= Beginning of Section =
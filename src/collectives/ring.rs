//! Ring schedules
//!
//! The bandwidth-optimal schedule used by NCCL and Horovod for gradient
//! aggregation ("Accurate, Large Minibatch SGD", <https://arxiv.org/abs/1706.02677>):
//! the buffer is split into one chunk per member, and in every round each
//! member sends one chunk to its right neighbor and receives one from its
//! left, so no member is ever idle and the bytes moved per member stay at
//! `2 * (N-1)/N` of the buffer.
//!
//! Chunk boundaries come from the same as-uniform-as-possible split the
//! sharding module uses, so reduce-scatter output reconciles exactly with
//! shard tables and buffer lengths need not divide evenly by the group
//! size. Chunk `i` always accumulates walking the ring in rank order
//! starting from member `i+1`, which fixes the floating-point rounding
//! across runs.

use crate::collectives::strategy::ReduceStrategy;
use crate::collectives::Communicator;
use crate::errors::Result;
use crate::sharding::uniform_ranges;

/// Ring all-reduce: reduce-scatter followed by all-gather.
pub struct RingReduce;

impl ReduceStrategy for RingReduce {
    fn name(&self) -> &'static str {
        "ring"
    }

    fn reduce(&self, comm: &Communicator, sequence: u64, input: &[f32]) -> Result<Vec<f32>> {
        let n = comm.group().len();
        let ranges = uniform_ranges(input.len(), n);
        let mut buf = input.to_vec();

        reduce_scatter(comm, sequence, &mut buf, &ranges, 0)?;
        all_gather_chunks(comm, sequence, &mut buf, &ranges, n - 1)?;

        Ok(buf)
    }
}

/// Ring reduce-scatter over `n-1` rounds. On return, the chunk at this
/// member's own position holds the element-wise sum of that chunk across
/// all members; other chunks hold partial sums and are overwritten by the
/// gather phase or discarded.
pub(crate) fn reduce_scatter(
    comm: &Communicator,
    sequence: u64,
    buf: &mut [f32],
    ranges: &[(usize, usize)],
    round_base: usize,
) -> Result<()> {
    let n = comm.group().len();
    let pos = comm.group().position();

    for step in 0..n - 1 {
        let send_idx = (pos + n - 1 - step) % n;
        let recv_idx = (pos + n - 2 - step) % n;

        let (send_start, send_end) = ranges[send_idx];
        comm.send_to(
            (pos + 1) % n,
            sequence,
            round_base + step,
            &buf[send_start..send_end],
        )?;

        let (recv_start, recv_end) = ranges[recv_idx];
        let incoming = comm.recv_from(
            (pos + n - 1) % n,
            sequence,
            round_base + step,
            recv_end - recv_start,
        )?;

        for (slot, value) in buf[recv_start..recv_end].iter_mut().zip(&incoming) {
            *slot += value;
        }
    }

    Ok(())
}

/// Ring all-gather over `n-1` rounds, starting from each member's own fully
/// reduced chunk and forwarding what arrived in the previous round.
pub(crate) fn all_gather_chunks(
    comm: &Communicator,
    sequence: u64,
    buf: &mut [f32],
    ranges: &[(usize, usize)],
    round_base: usize,
) -> Result<()> {
    let n = comm.group().len();
    let pos = comm.group().position();

    for step in 0..n - 1 {
        let send_idx = (pos + n - step) % n;
        let recv_idx = (pos + n - 1 - step) % n;

        let (send_start, send_end) = ranges[send_idx];
        comm.send_to(
            (pos + 1) % n,
            sequence,
            round_base + step,
            &buf[send_start..send_end],
        )?;

        let (recv_start, recv_end) = ranges[recv_idx];
        let incoming = comm.recv_from(
            (pos + n - 1) % n,
            sequence,
            round_base + step,
            recv_end - recv_start,
        )?;

        buf[recv_start..recv_end].copy_from_slice(&incoming);
    }

    Ok(())
}

/// Ring pass for `gather_all`: every member ends with the concatenation of
/// all members' equal-length inputs, ordered by schedule position. Each
/// member forwards what it currently holds to its right neighbor `n-1`
/// times, accumulating blocks as they arrive from the left.
pub(crate) fn ring_gather(comm: &Communicator, sequence: u64, input: &[f32]) -> Result<Vec<f32>> {
    let n = comm.group().len();
    let pos = comm.group().position();
    let block = input.len();

    let mut output = vec![0.0; n * block];
    output[pos * block..(pos + 1) * block].copy_from_slice(input);

    let mut current = input.to_vec();
    for step in 0..n - 1 {
        comm.send_to((pos + 1) % n, sequence, step, &current)?;
        let incoming = comm.recv_from((pos + n - 1) % n, sequence, step, block)?;

        let src = (pos + n - 1 - step) % n;
        output[src * block..(src + 1) * block].copy_from_slice(&incoming);
        current = incoming;
    }

    Ok(output)
}

#[cfg(test)]
mod tests {
    use super::*;

    /// The reduce-scatter schedule must touch every chunk exactly once per
    /// round pair and leave each member owning its own chunk: verify the
    /// index arithmetic directly for a sweep of group sizes.
    #[test]
    fn test_reduce_scatter_final_ownership() {
        for n in 2..=9 {
            for pos in 0..n {
                // The chunk received in the last round is the fully reduced one.
                let last_recv = (pos + n - 2 - (n - 2)) % n;
                assert_eq!(last_recv, pos, "n={n} pos={pos}");
            }
        }
    }

    #[test]
    fn test_gather_sources_cover_all_other_members() {
        for n in 2..=9 {
            for pos in 0..n {
                let mut seen: Vec<usize> = (0..n - 1)
                    .map(|step| (pos + n - 1 - step) % n)
                    .collect();
                seen.sort_unstable();
                let expected: Vec<usize> = (0..n).filter(|&p| p != pos).collect();
                assert_eq!(seen, expected, "n={n} pos={pos}");
            }
        }
    }

    #[test]
    fn test_chunking_matches_shard_policy() {
        let ranges = uniform_ranges(10, 3);
        assert_eq!(ranges, vec![(0, 4), (4, 7), (7, 10)]);
    }
}
#[tokio::test]
async fn test_missing_upload_session_fields() {
    let server = MockServer::start().await;
    graphql("UploadFile")
        .respond_with(data(json!({ "uploadFile": { "id": "file-1", "urls": [] } })))
        .mount(&server)
        .await;
    graphql("CreateAsset")
        .respond_with(data(json!({})))
        .expect(0)
        .mount(&server)
        .await;

    let item = media_item("/images/banner.png", MediaKind::Image);
    let outcome = uploader(&server)
        .upload_item(&item, Bytes::from_static(b"data"))
        .await;

    assert_eq!(
        outcome.error_message.as_deref(),
        Some("UploadFile failed: Missing property values after UploadFile mutation")
    );
}

#[tokio::test]
async fn test_unparseable_response_fails_upload() {
    let server = MockServer::start().await;
    graphql("UploadFile")
        .respond_with(ResponseTemplate::new(502).set_body_string("<html>Bad gateway</html>"))
        .mount(&server)
        .await;

    let item = media_item("/images/banner.png", MediaKind::Image);
    let outcome = uploader(&server)
        .upload_item(&item, Bytes::from_static(b"data"))
        .await;

    let message = outcome.error_message.unwrap();
    assert!(message.starts_with("UploadFile failed: Frontify responded with 502"));
    assert!(message.contains("Bad gateway"));
}

#[tokio::test]
async fn test_unparseable_success_response_fails_upload() {
    let server = MockServer::start().await;
    graphql("UploadFile")
        .respond_with(ResponseTemplate::new(200).set_body_string("not json"))
        .mount(&server)
        .await;

    let item = media_item("/images/banner.png", MediaKind::Image);
    let outcome = uploader(&server)
        .upload_item(&item, Bytes::from_static(b"data"))
        .await;

    assert!(
        outcome
            .error_message
            .unwrap()
            .starts_with("UploadFile failed: Unable to parse GraphQL response")
    );
}

#[tokio::test]
async fn test_slow_upload_file_request_times_out() {
    let server = MockServer::start().await;
    graphql("UploadFile")
        .respond_with(
            data(json!({ "uploadFile": { "id": "file-1", "urls": ["unused"] } }))
                .set_delay(Duration::from_secs(4)),
        )
        .mount(&server)
        .await;

    let uploader = uploader_with_timing(
        &server,
        Timing {
            request_timeout: Duration::from_millis(200),
            ..fast_timing()
        },
    );
    let item = media_item("/images/banner.png", MediaKind::Image);
    let started = Instant::now();
    let outcome = uploader
        .upload_item(&item, Bytes::from_static(b"data"))
        .await;

    assert!(started.elapsed() < Duration::from_secs(2));
    assert_eq!(outcome.asset_id, None);
    assert!(
        outcome
            .error_message
            .unwrap()
            .starts_with("UploadFile failed: GraphQL request failed")
    );
}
= End of Section =
Task statement: Within the material above, find every line containing the word "gateway" and copy it.

Solution below:
        .respond_with(ResponseTemplate::new(502).set_body_string("<html>Bad gateway</html>"))
    assert!(message.contains("Bad gateway"));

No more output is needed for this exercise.